What the exercise asks - An exact reproduction of each record is required.

Exercise material -

//! LIFO shutdown-hook registry. Handlers are independent: no inter-handler
//! dependencies are encoded here, each runs under its own timeout, and a
//! handler's failure never stops the rest from running.

use async_trait::async_trait;
use std::sync::atomic::{AtomicBool, Ordering};
use std::sync::Mutex;
use std::time::Duration;

pub const DEFAULT_HANDLER_TIMEOUT: Duration = Duration::from_secs(30);

#[async_trait]
pub trait CleanupHandler: Send + Sync {
    async fn run(&self);
}

struct Entry {
    name: String,
    handler: Box<dyn CleanupHandler>,
}

pub struct CleanupRegistry {
    entries: Mutex<Vec<Entry>>,
    shutting_down: AtomicBool,
}

pub struct CleanupReport {
    pub ran: Vec<String>,
    pub timed_out: Vec<String>,
}

impl Default for CleanupRegistry {
    fn default() -> Self {
        Self { entries: Mutex::new(Vec::new()), shutting_down: AtomicBool::new(false) }
    }
}

impl CleanupRegistry {
    pub fn new() -> Self {
        Self::default()
    }

    /// Returns `false` (and does not register) once shutdown has begun.
    pub fn register(&self, name: impl Into<String>, handler: Box<dyn CleanupHandler>) -> bool {
        if self.shutting_down.load(Ordering::SeqCst) {
            return false;
        }
        self.entries.lock().unwrap().push(Entry { name: name.into(), handler });
        true
    }

    /// Drain handlers LIFO, each under `timeout`, isolating errors/timeouts
    /// per handler so the rest still run.
    pub async fn shutdown(&self, timeout: Duration) -> CleanupReport {
        self.shutting_down.store(true, Ordering::SeqCst);
        let entries: Vec<Entry> = std::mem::take(&mut *self.entries.lock().unwrap());

        let mut ran = Vec::new();
        let mut timed_out = Vec::new();
        for entry in entries.into_iter().rev() {
            match tokio::time::timeout(timeout, entry.handler.run()).await {
                Ok(()) => ran.push(entry.name),
                Err(_) => timed_out.push(entry.name),
            }
        }
        CleanupReport { ran, timed_out }
    }

    pub fn is_shutting_down(&self) -> bool {
        self.shutting_down.load(Ordering::SeqCst)
    }

    #[cfg(test)]
    pub fn reset(&self) {
        self.shutting_down.store(false, Ordering::SeqCst);
        self.entries.lock().unwrap().clear();
    }
}

#[cfg(test)]
mod tests {
    use super::*;
    use std::sync::Arc;
    use tokio::sync::Mutex as AsyncMutex;

    struct Recorder {
        name: String,
        log: Arc<AsyncMutex<Vec<String>>>,
    }

    #[async_trait]
    impl CleanupHandler for Recorder {
        async fn run(&self) {
            self.log.lock().await.push(self.name.clone());
        }
    }

    struct Hanger;

    #[async_trait]
    impl CleanupHandler for Hanger {
        async fn run(&self) {
            tokio::time::sleep(Duration::from_secs(60)).await;
        }
    }

    #[tokio::test]
    async fn handlers_run_in_lifo_order() {
        let registry = CleanupRegistry::new();
        let log = Arc::new(AsyncMutex::new(Vec::new()));
        registry.register("first", Box::new(Recorder { name: "first".into(), log: log.clone() }));
        registry.register("second", Box::new(Recorder { name: "second".into(), log: log.clone() }));

        registry.shutdown(DEFAULT_HANDLER_TIMEOUT).await;
        let final_log = log.lock().await.clone();
        assert_eq!(final_log, vec!["second".to_string(), "first".to_string()]);
    }

    #[tokio::test]
    async fn a_hanging_handler_times_out_without_blocking_others() {
        let registry = CleanupRegistry::new();
        let log = Arc::new(AsyncMutex::new(Vec::new()));
        registry.register("hanger", Box::new(Hanger));
        registry.register("after", Box::new(Recorder { name: "after".into(), log: log.clone() }));

        let report = registry.shutdown(Duration::from_millis(50)).await;
        assert_eq!(report.ran, vec!["after".to_string()]);
        assert_eq!(report.timed_out, vec!["hanger".to_string()]);
    }

    #[tokio::test]
    async fn registration_refused_once_shutdown_begun() {
        let registry = CleanupRegistry::new();
        registry.shutdown(DEFAULT_HANDLER_TIMEOUT).await;
        let log = Arc::new(AsyncMutex::new(Vec::new()));
        let accepted = registry.register("late", Box::new(Recorder { name: "late".into(), log }));
        assert!(!accepted);
    }
}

Response -
//! LIFO shutdown-hook registry. Handlers are independent: no inter-handler
//! dependencies are encoded here, each runs under its own timeout, and a
//! handler's failure never stops the rest from running.

use async_trait::async_trait;
use std::sync::atomic::{AtomicBool, Ordering};
use std::sync::Mutex;
use std::time::Duration;

pub const DEFAULT_HANDLER_TIMEOUT: Duration = Duration::from_secs(30);

#[async_trait]
pub trait CleanupHandler: Send + Sync {
    async fn run(&self);
}

struct Entry {
    name: String,
    handler: Box<dyn CleanupHandler>,
}

pub struct CleanupRegistry {
    entries: Mutex<Vec<Entry>>,
    shutting_down: AtomicBool,
}

pub struct CleanupReport {
    pub ran: Vec<String>,
    pub timed_out: Vec<String>,
}

impl Default for CleanupRegistry {
    fn default() -> Self {
        Self { entries: Mutex::new(Vec::new()), shutting_down: AtomicBool::new(false) }
    }
}

impl CleanupRegistry {
    pub fn new() -> Self {
        Self::default()
    }

    /// Returns `false` (and does not register) once shutdown has begun.
    pub fn register(&self, name: impl Into<String>, handler: Box<dyn CleanupHandler>) -> bool {
        if self.shutting_down.load(Ordering::SeqCst) {
            return false;
        }
        self.entries.lock().unwrap().push(Entry { name: name.into(), handler });
        true
    }

    /// Drain handlers LIFO, each under `timeout`, isolating errors/timeouts
    /// per handler so the rest still run.
    pub async fn shutdown(&self, timeout: Duration) -> CleanupReport {
        self.shutting_down.store(true, Ordering::SeqCst);
        let entries: Vec<Entry> = std::mem::take(&mut *self.entries.lock().unwrap());

        let mut ran = Vec::new();
        let mut timed_out = Vec::new();
        for entry in entries.into_iter().rev() {
            match tokio::time::timeout(timeout, entry.handler.run()).await {
                Ok(()) => ran.push(entry.name),
                Err(_) => timed_out.push(entry.name),
            }
        }
        CleanupReport { ran, timed_out }
    }

    pub fn is_shutting_down(&self) -> bool {
        self.shutting_down.load(Ordering::SeqCst)
    }

    #[cfg(test)]
    pub fn reset(&self) {
        self.shutting_down.store(false, Ordering::SeqCst);
        self.entries.lock().unwrap().clear();
    }
}

#[cfg(test)]
mod tests {
    use super::*;
    use std::sync::Arc;
    use tokio::sync::Mutex as AsyncMutex;

    struct Recorder {
        name: String,
        log: Arc<AsyncMutex<Vec<String>>>,
    }

    #[async_trait]
    impl CleanupHandler for Recorder {
        async fn run(&self) {
            self.log.lock().await.push(self.name.clone());
        }
    }

    struct Hanger;

    #[async_trait]
    impl CleanupHandler for Hanger {
        async fn run(&self) {
            tokio::time::sleep(Duration::from_secs(60)).await;
        }
    }

    #[tokio::test]
    async fn handlers_run_in_lifo_order() {
        let registry = CleanupRegistry::new();
        let log = Arc::new(AsyncMutex::new(Vec::new()));
        registry.register("first", Box::new(Recorder { name: "first".into(), log: log.clone() }));
        registry.register("second", Box::new(Recorder { name: "second".into(), log: log.clone() }));

        registry.shutdown(DEFAULT_HANDLER_TIMEOUT).await;
        let final_log = log.lock().await.clone();
        assert_eq!(final_log, vec!["second".to_string(), "first".to_string()]);
    }

    #[tokio::test]
    async fn a_hanging_handler_times_out_without_blocking_others() {
        let registry = CleanupRegistry::new();
        let log = Arc::new(AsyncMutex::new(Vec::new()));
        registry.register("hanger", Box::new(Hanger));
        registry.register("after", Box::new(Recorder { name: "after".into(), log: log.clone() }));

        let report = registry.shutdown(Duration::from_millis(50)).await;
        assert_eq!(report.ran, vec!["after".to_string()]);
        assert_eq!(report.timed_out, vec!["hanger".to_string()]);
    }

    #[tokio::test]
    async fn registration_refused_once_shutdown_begun() {
        let registry = CleanupRegistry::new();
        registry.shutdown(DEFAULT_HANDLER_TIMEOUT).await;
        let log = Arc::new(AsyncMutex::new(Vec::new()));
        let accepted = registry.register("late", Box::new(Recorder { name: "late".into(), log }));
        assert!(!accepted);
    }
}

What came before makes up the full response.